About this exercise: Scan the entries below and say how many lines contain "SimpleAction". Write only the number.

Material for this task:
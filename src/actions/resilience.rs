//! Retry and fallback wrappers around other actions.

use std::thread;
use std::time::Duration;

use tracing::{info, warn};

use crate::core::action::Action;
use crate::core::cancel::CancelToken;
use crate::core::error::{EngineError, Result};
use crate::core::state::WorldState;

/// Wraps another action with bounded retries and linear backoff.
///
/// Planning metadata (preconditions, effects) mirrors the wrapped action;
/// the cost carries a small retry overhead so the planner prefers plain
/// actions when both reach the goal.
pub struct RetryAction {
    name: String,
    description: String,
    inner: Box<dyn Action>,
    max_retries: usize,
    backoff: Duration,
    cost: f64,
}

impl RetryAction {
    pub fn new(inner: Box<dyn Action>, max_retries: usize, backoff: Duration) -> Self {
        Self {
            name: format!("retry[{}]", inner.name()),
            description: format!(
                "execute {} with up to {} retries",
                inner.name(),
                max_retries
            ),
            cost: inner.cost() + 2.0,
            inner,
            max_retries,
            backoff,
        }
    }
}

impl Action for RetryAction {
    fn name(&self) -> &str {
        &self.name
    }

    fn description(&self) -> &str {
        &self.description
    }

    fn preconditions(&self) -> &WorldState {
        self.inner.preconditions()
    }

    fn effects(&self) -> &WorldState {
        self.inner.effects()
    }

    fn cost(&self) -> f64 {
        self.cost
    }

    fn execute(&self, cancel: &CancelToken, current: &mut WorldState) -> Result<()> {
        if !self.can_execute(current) {
            return Err(EngineError::PreconditionViolated {
                action: self.name.clone(),
            });
        }

        let mut last_err = None;
        for attempt in 0..=self.max_retries {
            cancel.check()?;
            if attempt > 0 {
                info!(action = self.inner.name(), attempt, "retrying action");
                thread::sleep(self.backoff * attempt as u32);
            }

            match self.inner.execute(cancel, current) {
                Ok(()) => {
                    if attempt > 0 {
                        info!(action = self.inner.name(), attempts = attempt + 1, "action succeeded after retry");
                    }
                    return Ok(());
                }
                Err(err) => {
                    warn!(action = self.inner.name(), attempt = attempt + 1, error = %err, "action failed, will retry");
                    last_err = Some(err);
                }
            }
        }

        let cause = match last_err {
            Some(err) => anyhow::anyhow!("failed after {} retries: {}", self.max_retries, err),
            None => anyhow::anyhow!("failed with no attempts recorded"),
        };
        Err(EngineError::ActionFailed {
            action: self.name.clone(),
            cause,
        })
    }

    fn boxed_clone(&self) -> Box<dyn Action> {
        Box::new(RetryAction::new(
            self.inner.boxed_clone(),
            self.max_retries,
            self.backoff,
        ))
    }

    fn simulate(&self, target: &mut WorldState) {
        self.inner.simulate(target);
    }
}

/// Tries a primary action, falling back to an alternative on failure.
///
/// Preconditions and effects are the union of both actions' fragments, with
/// the fallback winning on shared keys. A fallback run records
/// `used_fallback` and `primary_failure_reason` in the world state so later
/// nodes can observe the degraded path.
pub struct FallbackAction {
    name: String,
    description: String,
    preconditions: WorldState,
    effects: WorldState,
    cost: f64,
    primary: Box<dyn Action>,
    fallback: Box<dyn Action>,
}

impl FallbackAction {
    pub fn new(primary: Box<dyn Action>, fallback: Box<dyn Action>) -> Self {
        let mut preconditions = primary.preconditions().clone();
        preconditions.apply(fallback.preconditions());
        let mut effects = primary.effects().clone();
        effects.apply(fallback.effects());

        Self {
            name: format!("fallback[{}->{}]", primary.name(), fallback.name()),
            description: format!("try {}, fall back to {}", primary.name(), fallback.name()),
            preconditions,
            effects,
            cost: primary.cost() + 1.0,
            primary,
            fallback,
        }
    }
}

impl Action for FallbackAction {
    fn name(&self) -> &str {
        &self.name
    }

    fn description(&self) -> &str {
        &self.description
    }

    fn preconditions(&self) -> &WorldState {
        &self.preconditions
    }

    fn effects(&self) -> &WorldState {
        &self.effects
    }

    fn cost(&self) -> f64 {
        self.cost
    }

    fn execute(&self, cancel: &CancelToken, current: &mut WorldState) -> Result<()> {
        if !self.can_execute(current) {
            return Err(EngineError::PreconditionViolated {
                action: self.name.clone(),
            });
        }

        info!(action = self.primary.name(), "attempting primary action");
        let primary_err = match self.primary.execute(cancel, current) {
            Ok(()) => return Ok(()),
            Err(err) => err,
        };

        warn!(
            primary = self.primary.name(),
            fallback = self.fallback.name(),
            error = %primary_err,
            "primary action failed, using fallback"
        );
        current.set("used_fallback", true);
        current.set("primary_failure_reason", primary_err.to_string());

        self.fallback.execute(cancel, current).map_err(|err| {
            EngineError::ActionFailed {
                action: self.name.clone(),
                cause: anyhow::anyhow!(
                    "both primary and fallback failed: primary={}, fallback={}",
                    primary_err,
                    err
                ),
            }
        })
    }

    fn boxed_clone(&self) -> Box<dyn Action> {
        Box::new(FallbackAction::new(
            self.primary.boxed_clone(),
            self.fallback.boxed_clone(),
        ))
    }
}

#[cfg(test)]
mod tests {
    use super::*;
    use crate::core::action::SimpleAction;
    use crate::test_support::{failing_action, fragment, noop_action};
    use std::sync::atomic::{AtomicUsize, Ordering};
    use std::sync::Arc;

    /// Fails until `succeed_on_attempt`, then succeeds.
    fn flaky_action(succeed_on_attempt: usize, calls: Arc<AtomicUsize>) -> SimpleAction {
        SimpleAction::new(
            "flaky",
            "fails a few times",
            WorldState::new(),
            fragment(&[("done", true)]),
            1.0,
            Arc::new(move |_, _| {
                let attempt = calls.fetch_add(1, Ordering::SeqCst) + 1;
                anyhow::ensure!(attempt >= succeed_on_attempt, "attempt {} too early", attempt);
                Ok(())
            }),
        )
    }

    #[test]
    fn retry_succeeds_once_the_inner_action_does() {
        let calls = Arc::new(AtomicUsize::new(0));
        let retry = RetryAction::new(
            Box::new(flaky_action(3, Arc::clone(&calls))),
            3,
            Duration::ZERO,
        );

        let mut state = WorldState::new();
        retry.execute(&CancelToken::new(), &mut state).expect("execute");
        assert_eq!(calls.load(Ordering::SeqCst), 3);
        assert!(state.matches(&fragment(&[("done", true)])));
    }

    #[test]
    fn retry_gives_up_after_budget() {
        let calls = Arc::new(AtomicUsize::new(0));
        let retry = RetryAction::new(
            Box::new(flaky_action(10, Arc::clone(&calls))),
            2,
            Duration::ZERO,
        );

        let mut state = WorldState::new();
        let err = retry.execute(&CancelToken::new(), &mut state).unwrap_err();
        assert!(err.to_string().contains("failed after 2 retries"));
        assert_eq!(calls.load(Ordering::SeqCst), 3, "initial try plus two retries");
    }

    #[test]
    fn retry_mirrors_planning_metadata_with_overhead() {
        let inner = noop_action("inner", 3.0, fragment(&[("p", true)]), fragment(&[("e", true)]));
        let retry = RetryAction::new(Box::new(inner), 1, Duration::ZERO);

        assert_eq!(retry.name(), "retry[inner]");
        assert_eq!(retry.cost(), 5.0);
        assert!(retry.preconditions().matches(&fragment(&[("p", true)])));
        assert!(retry.effects().matches(&fragment(&[("e", true)])));
    }

    #[test]
    fn fallback_skips_secondary_when_primary_succeeds() {
        let fallback_calls = Arc::new(AtomicUsize::new(0));
        let action = FallbackAction::new(
            Box::new(noop_action("primary", 1.0, WorldState::new(), fragment(&[("done", true)]))),
            Box::new(SimpleAction::new(
                "secondary",
                "should not run",
                WorldState::new(),
                WorldState::new(),
                1.0,
                {
                    let calls = Arc::clone(&fallback_calls);
                    Arc::new(move |_, _| {
                        calls.fetch_add(1, Ordering::SeqCst);
                        Ok(())
                    })
                },
            )),
        );

        let mut state = WorldState::new();
        action.execute(&CancelToken::new(), &mut state).expect("execute");
        assert_eq!(fallback_calls.load(Ordering::SeqCst), 0);
        assert!(!state.has("used_fallback"));
    }

    #[test]
    fn fallback_records_degraded_path() {
        let action = FallbackAction::new(
            Box::new(failing_action("primary", WorldState::new(), WorldState::new(), "boom")),
            Box::new(noop_action("secondary", 1.0, WorldState::new(), fragment(&[("done", true)]))),
        );

        let mut state = WorldState::new();
        action.execute(&CancelToken::new(), &mut state).expect("execute");
        assert!(state.matches(&fragment(&[("used_fallback", true), ("done", true)])));
        assert!(state
            .get("primary_failure_reason")
            .map(|v| v.to_string().contains("boom"))
            .unwrap_or(false));
    }

    #[test]
    fn fallback_surfaces_double_failure() {
        let action = FallbackAction::new(
            Box::new(failing_action("primary", WorldState::new(), WorldState::new(), "first")),
            Box::new(failing_action("secondary", WorldState::new(), WorldState::new(), "second")),
        );

        let mut state = WorldState::new();
        let err = action.execute(&CancelToken::new(), &mut state).unwrap_err();
        let message = err.to_string();
        assert!(message.contains("both primary and fallback failed"));
        assert!(message.contains("first"));
        assert!(message.contains("second"));
    }

    #[test]
    fn cancelled_token_stops_retries() {
        let calls = Arc::new(AtomicUsize::new(0));
        let retry = RetryAction::new(
            Box::new(flaky_action(10, Arc::clone(&calls))),
            5,
            Duration::ZERO,
        );

        let cancel = CancelToken::new();
        cancel.cancel();
        let mut state = WorldState::new();
        let err = retry.execute(&cancel, &mut state).unwrap_err();
        assert!(matches!(err, EngineError::Cancelled));
        assert_eq!(calls.load(Ordering::SeqCst), 0);
    }
}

Output of the exercise: 4